The rise and fall of GAP

 Non, non, je ne vous parle pas de la marque de vêtements mais de la ville de mon enfance : GAP.

Une ville enclavée mais ensoleillée ou l'on joue avec crosses et patins au hockey sur glace depuis 1936.

Longtemps, on a joué pour le GAP Hockey Club et - après la création de la patinoire artificielle en 1962, puis sa couverture en 1973 - avec un certain succès, puisqu'à la fin des années 70, le Gap Hockey club a brisé l'hégémonie des hauts savoyards pour remporter 2 titres de champion de France (1977 et 1978).

C'était un temps ou l'on jouait au baby foot au bar de la patinoire et ou on regardait les filles.

J'étais jeune, joueur de hockey et même capitaine de la dernière équipe du club à avoir été championne de France junior en 1979.

Ces années, cette passion, je l'ai vécu au plus près, puisque pendant mes 2 années junior, je me suis entrainé quotidiennement avec ceux qui sont devenus 2 fois champions de France.

J'ai pour ma part débuté en équipe première -avec les champions donc - lors du premier match après le 2ème titre..Mais je peux témoigner de la passion de la ville pour son équipe de hockey..C'était vraiment chouette..

Puis, l'inflation est arrivé, Gap est rentré dans le rang, a connu, comme beaucoup d'autres, les soucis financiers traditionnels d'une équipe qui doit se transformer en petite entreprise.

La traversée du désert a duré plus de 20 ans et puis, à la faveur d'une nouvelle patinoire (faite sur de l'ancien), le club de mon enfance est revenu au sommet en remportant 2 nouveaux titres de champion de France ( 2015 et 2017 ) et une coupe de la Ligue en 2016.

Et sincèrement, en étant cette fois au plus près, par mon métier de journaliste, j'ai éprouvé de belles émotions..Et même versé quelques larmes lors du titre de 2015, sur la glace de La Blache..Une émotion liée à mon enfance, quel plaisir !!!

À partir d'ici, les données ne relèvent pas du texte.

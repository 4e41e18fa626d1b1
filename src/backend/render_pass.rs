// Render passes and framebuffers
//
// Three attachment layouts cover every sample:
// - main:          swapchain color (cleared) + depth, ends in PRESENT_SRC
// - render_target: offscreen color + depth, ends in TRANSFER_SRC for a blit
// - overlay:       swapchain color loaded after a blit, ends in PRESENT_SRC

use anyhow::{Context, Result};
use ash::vk;

use super::image::DEPTH_FORMAT;
use super::VulkanDevice;
use crate::frame::RenderPassRegistry;

pub const MAIN_PASS: &str = "main";
pub const RENDER_TARGET_PASS: &str = "render_target";
pub const OVERLAY_PASS: &str = "overlay";

/// Create a render pass for color rendering with depth, presented afterwards
pub fn create_main_pass(device: &VulkanDevice, format: vk::Format) -> Result<vk::RenderPass> {
    create_color_depth_pass(device, format, vk::ImageLayout::PRESENT_SRC_KHR)
        .context("Failed to create main render pass")
}

/// Offscreen pass whose color output is read back by a transfer
pub fn create_render_target_pass(device: &VulkanDevice, format: vk::Format) -> Result<vk::RenderPass> {
    create_color_depth_pass(device, format, vk::ImageLayout::TRANSFER_SRC_OPTIMAL)
        .context("Failed to create render_target pass")
}

fn create_color_depth_pass(
    device: &VulkanDevice,
    format: vk::Format,
    color_final_layout: vk::ImageLayout,
) -> Result<vk::RenderPass> {
    // Color attachment
    let color_attachment = vk::AttachmentDescription::default()
        .format(format)
        .samples(vk::SampleCountFlags::TYPE_1)
        .load_op(vk::AttachmentLoadOp::CLEAR)
        .store_op(vk::AttachmentStoreOp::STORE)
        .stencil_load_op(vk::AttachmentLoadOp::DONT_CARE)
        .stencil_store_op(vk::AttachmentStoreOp::DONT_CARE)
        .initial_layout(vk::ImageLayout::UNDEFINED)
        .final_layout(color_final_layout);

    // Depth attachment
    let depth_attachment = vk::AttachmentDescription::default()
        .format(DEPTH_FORMAT)
        .samples(vk::SampleCountFlags::TYPE_1)
        .load_op(vk::AttachmentLoadOp::CLEAR)
        .store_op(vk::AttachmentStoreOp::DONT_CARE) // Don't need to store depth
        .stencil_load_op(vk::AttachmentLoadOp::DONT_CARE)
        .stencil_store_op(vk::AttachmentStoreOp::DONT_CARE)
        .initial_layout(vk::ImageLayout::UNDEFINED)
        .final_layout(vk::ImageLayout::DEPTH_STENCIL_ATTACHMENT_OPTIMAL);

    let color_attachment_ref = vk::AttachmentReference::default()
        .attachment(0)
        .layout(vk::ImageLayout::COLOR_ATTACHMENT_OPTIMAL);

    let depth_attachment_ref = vk::AttachmentReference::default()
        .attachment(1)
        .layout(vk::ImageLayout::DEPTH_STENCIL_ATTACHMENT_OPTIMAL);

    // Single subpass with color and depth
    let color_attachments = [color_attachment_ref];
    let subpass = vk::SubpassDescription::default()
        .pipeline_bind_point(vk::PipelineBindPoint::GRAPHICS)
        .color_attachments(&color_attachments)
        .depth_stencil_attachment(&depth_attachment_ref);

    let stages =
        vk::PipelineStageFlags::COLOR_ATTACHMENT_OUTPUT | vk::PipelineStageFlags::EARLY_FRAGMENT_TESTS;

    let readback = color_final_layout == vk::ImageLayout::TRANSFER_SRC_OPTIMAL;

    // A readback target may still be read by the previous frame's blit
    let src_stages = if readback {
        stages | vk::PipelineStageFlags::TRANSFER
    } else {
        stages
    };

    let mut dependencies = vec![vk::SubpassDependency::default()
        .src_subpass(vk::SUBPASS_EXTERNAL)
        .dst_subpass(0)
        .src_stage_mask(src_stages)
        .src_access_mask(vk::AccessFlags::empty())
        .dst_stage_mask(stages)
        .dst_access_mask(
            vk::AccessFlags::COLOR_ATTACHMENT_WRITE | vk::AccessFlags::DEPTH_STENCIL_ATTACHMENT_WRITE,
        )];

    if readback {
        // Blit must see the finished color writes
        dependencies.push(
            vk::SubpassDependency::default()
                .src_subpass(0)
                .dst_subpass(vk::SUBPASS_EXTERNAL)
                .src_stage_mask(vk::PipelineStageFlags::COLOR_ATTACHMENT_OUTPUT)
                .src_access_mask(vk::AccessFlags::COLOR_ATTACHMENT_WRITE)
                .dst_stage_mask(vk::PipelineStageFlags::TRANSFER)
                .dst_access_mask(vk::AccessFlags::TRANSFER_READ),
        );
    }

    let attachments = [color_attachment, depth_attachment];
    let subpasses = [subpass];

    let render_pass_info = vk::RenderPassCreateInfo::default()
        .attachments(&attachments)
        .subpasses(&subpasses)
        .dependencies(&dependencies);

    let render_pass = unsafe { device.device.create_render_pass(&render_pass_info, None) }?;
    Ok(render_pass)
}

/// Color-only pass that keeps what a blit wrote into the swapchain image
pub fn create_overlay_pass(device: &VulkanDevice, format: vk::Format) -> Result<vk::RenderPass> {
    let color_attachment = vk::AttachmentDescription::default()
        .format(format)
        .samples(vk::SampleCountFlags::TYPE_1)
        .load_op(vk::AttachmentLoadOp::LOAD)
        .store_op(vk::AttachmentStoreOp::STORE)
        .stencil_load_op(vk::AttachmentLoadOp::DONT_CARE)
        .stencil_store_op(vk::AttachmentStoreOp::DONT_CARE)
        .initial_layout(vk::ImageLayout::TRANSFER_DST_OPTIMAL)
        .final_layout(vk::ImageLayout::PRESENT_SRC_KHR);

    let color_attachment_ref = vk::AttachmentReference::default()
        .attachment(0)
        .layout(vk::ImageLayout::COLOR_ATTACHMENT_OPTIMAL);

    let color_attachments = [color_attachment_ref];
    let subpass = vk::SubpassDescription::default()
        .pipeline_bind_point(vk::PipelineBindPoint::GRAPHICS)
        .color_attachments(&color_attachments);

    // Wait for the blit before loading
    let dependency = vk::SubpassDependency::default()
        .src_subpass(vk::SUBPASS_EXTERNAL)
        .dst_subpass(0)
        .src_stage_mask(vk::PipelineStageFlags::TRANSFER)
        .src_access_mask(vk::AccessFlags::TRANSFER_WRITE)
        .dst_stage_mask(vk::PipelineStageFlags::COLOR_ATTACHMENT_OUTPUT)
        .dst_access_mask(
            vk::AccessFlags::COLOR_ATTACHMENT_READ | vk::AccessFlags::COLOR_ATTACHMENT_WRITE,
        );

    let attachments = [color_attachment];
    let subpasses = [subpass];
    let dependencies = [dependency];

    let render_pass_info = vk::RenderPassCreateInfo::default()
        .attachments(&attachments)
        .subpasses(&subpasses)
        .dependencies(&dependencies);

    unsafe { device.device.create_render_pass(&render_pass_info, None) }
        .context("Failed to create overlay render pass")
}

/// Build every named pass the samples use for swapchain images in `format`
pub fn create_pass_registry(device: &VulkanDevice, format: vk::Format) -> Result<RenderPassRegistry<vk::RenderPass>> {
    let mut registry = RenderPassRegistry::new();

    let built = (|| -> Result<()> {
        registry.register(MAIN_PASS, create_main_pass(device, format)?)?;
        registry.register(RENDER_TARGET_PASS, create_render_target_pass(device, format)?)?;
        registry.register(OVERLAY_PASS, create_overlay_pass(device, format)?)?;
        Ok(())
    })();

    if let Err(e) = built {
        destroy_pass_registry(device, registry);
        return Err(e);
    }

    log::info!(
        "Created render passes: {}",
        registry.names().collect::<Vec<_>>().join(", ")
    );
    Ok(registry)
}

pub fn destroy_pass_registry(device: &VulkanDevice, mut registry: RenderPassRegistry<vk::RenderPass>) {
    registry.destroy_all(|render_pass| unsafe {
        device.device.destroy_render_pass(render_pass, None);
    });
    debug_assert!(registry.is_empty());
}

pub fn create_framebuffer(
    device: &VulkanDevice,
    render_pass: vk::RenderPass,
    attachments: &[vk::ImageView],
    extent: vk::Extent2D,
) -> Result<vk::Framebuffer> {
    let framebuffer_info = vk::FramebufferCreateInfo::default()
        .render_pass(render_pass)
        .attachments(attachments)
        .width(extent.width)
        .height(extent.height)
        .layers(1);

    unsafe { device.device.create_framebuffer(&framebuffer_info, None) }
        .context("Failed to create framebuffer")
}

/// Create framebuffers for each swapchain image, optionally sharing one depth view
pub fn create_framebuffers(
    device: &VulkanDevice,
    render_pass: vk::RenderPass,
    image_views: &[vk::ImageView],
    depth_image_view: Option<vk::ImageView>,
    extent: vk::Extent2D,
) -> Result<Vec<vk::Framebuffer>> {
    let mut framebuffers = Vec::with_capacity(image_views.len());
    for &image_view in image_views {
        let attachments: Vec<vk::ImageView> =
            std::iter::once(image_view).chain(depth_image_view).collect();

        match create_framebuffer(device, render_pass, &attachments, extent) {
            Ok(framebuffer) => framebuffers.push(framebuffer),
            Err(e) => {
                destroy_framebuffers(device, &framebuffers);
                return Err(e);
            }
        }
    }
    Ok(framebuffers)
}

pub fn destroy_framebuffers(device: &VulkanDevice, framebuffers: &[vk::Framebuffer]) {
    for &framebuffer in framebuffers {
        unsafe { device.device.destroy_framebuffer(framebuffer, None) };
    }
}

/// Color clear for attachment 0, depth clear to 1.0 for attachment 1
pub fn clear_values(color: [f32; 4]) -> [vk::ClearValue; 2] {
    [
        vk::ClearValue {
            color: vk::ClearColorValue { float32: color },
        },
        vk::ClearValue {
            depth_stencil: vk::ClearDepthStencilValue {
                depth: 1.0,
                stencil: 0,
            },
        },
    ]
}

pub fn begin_render_pass(
    device: &VulkanDevice,
    command_buffer: vk::CommandBuffer,
    render_pass: vk::RenderPass,
    framebuffer: vk::Framebuffer,
    extent: vk::Extent2D,
    clear_values: &[vk::ClearValue],
    contents: vk::SubpassContents,
) {
    let render_pass_info = vk::RenderPassBeginInfo::default()
        .render_pass(render_pass)
        .framebuffer(framebuffer)
        .render_area(vk::Rect2D {
            offset: vk::Offset2D { x: 0, y: 0 },
            extent,
        })
        .clear_values(clear_values);

    unsafe {
        device
            .device
            .cmd_begin_render_pass(command_buffer, &render_pass_info, contents);
    }
}

pub fn end_render_pass(device: &VulkanDevice, command_buffer: vk::CommandBuffer) {
    unsafe { device.device.cmd_end_render_pass(command_buffer) };
}

/// Fill `rect` of color attachment 0 inside the current pass
pub fn clear_rect(device: &VulkanDevice, command_buffer: vk::CommandBuffer, rect: vk::Rect2D, color: [f32; 4]) {
    if rect.extent.width == 0 || rect.extent.height == 0 {
        return;
    }

    let attachment = vk::ClearAttachment {
        aspect_mask: vk::ImageAspectFlags::COLOR,
        color_attachment: 0,
        clear_value: vk::ClearValue {
            color: vk::ClearColorValue { float32: color },
        },
    };
    let clear_rect = vk::ClearRect {
        rect,
        base_array_layer: 0,
        layer_count: 1,
    };

    unsafe {
        device
            .device
            .cmd_clear_attachments(command_buffer, &[attachment], &[clear_rect]);
    }
}

/// Square of side `size` centered at (`cx`, `cy`), clipped to `extent`
pub fn square_in(extent: vk::Extent2D, cx: f32, cy: f32, size: f32) -> vk::Rect2D {
    let half = size.max(0.0) / 2.0;
    let x0 = (cx - half).clamp(0.0, extent.width as f32);
    let y0 = (cy - half).clamp(0.0, extent.height as f32);
    let x1 = (cx + half).clamp(0.0, extent.width as f32);
    let y1 = (cy + half).clamp(0.0, extent.height as f32);

    vk::Rect2D {
        offset: vk::Offset2D {
            x: x0 as i32,
            y: y0 as i32,
        },
        extent: vk::Extent2D {
            width: (x1 - x0) as u32,
            height: (y1 - y0) as u32,
        },
    }
}

#[cfg(test)]
mod tests {
    use super::*;

    #[test]
    fn square_is_clipped_to_extent() {
        let extent = vk::Extent2D {
            width: 100,
            height: 50,
        };

        let inside = square_in(extent, 50.0, 25.0, 10.0);
        assert_eq!((inside.offset.x, inside.offset.y), (45, 20));
        assert_eq!((inside.extent.width, inside.extent.height), (10, 10));

        let corner = square_in(extent, 98.0, 2.0, 10.0);
        assert_eq!((corner.offset.x, corner.offset.y), (93, 0));
        assert_eq!((corner.extent.width, corner.extent.height), (7, 7));

        let outside = square_in(extent, -40.0, -40.0, 10.0);
        assert_eq!(outside.extent.width, 0);
    }
}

https://www.facebook.com/LesRapacesdeGap/videos/839120929474712

Et puis, j'ai observé la vie du club.

Je me suis étonné du turn over incessant sur le plan administratif, j'ai fait la moue lorsque j'ai entendu que l'ambition du club était de finir 8ème(pour jouer les play off)..Attention, entre la 8 ème et la 12 ème place (celle de relégable..), il n'y a que peu de marge..

Et puis, je crois que le sport, c'est l'ambition et que pour avancer, il faut vouloir gagner..

Déjà, l'an dernier, le club a frisé la correctionnelle en jouant la poule de maintien.

Cette année, le club de mon enfance s'est brulé. Une place de dernier assurée avant même l'ultime match de la saison contre Anglet..

C'est la suite logique de la vie d'un club un peu perdu. Je ne vais certainement pas faire porter le chapeau à une personne en particulier.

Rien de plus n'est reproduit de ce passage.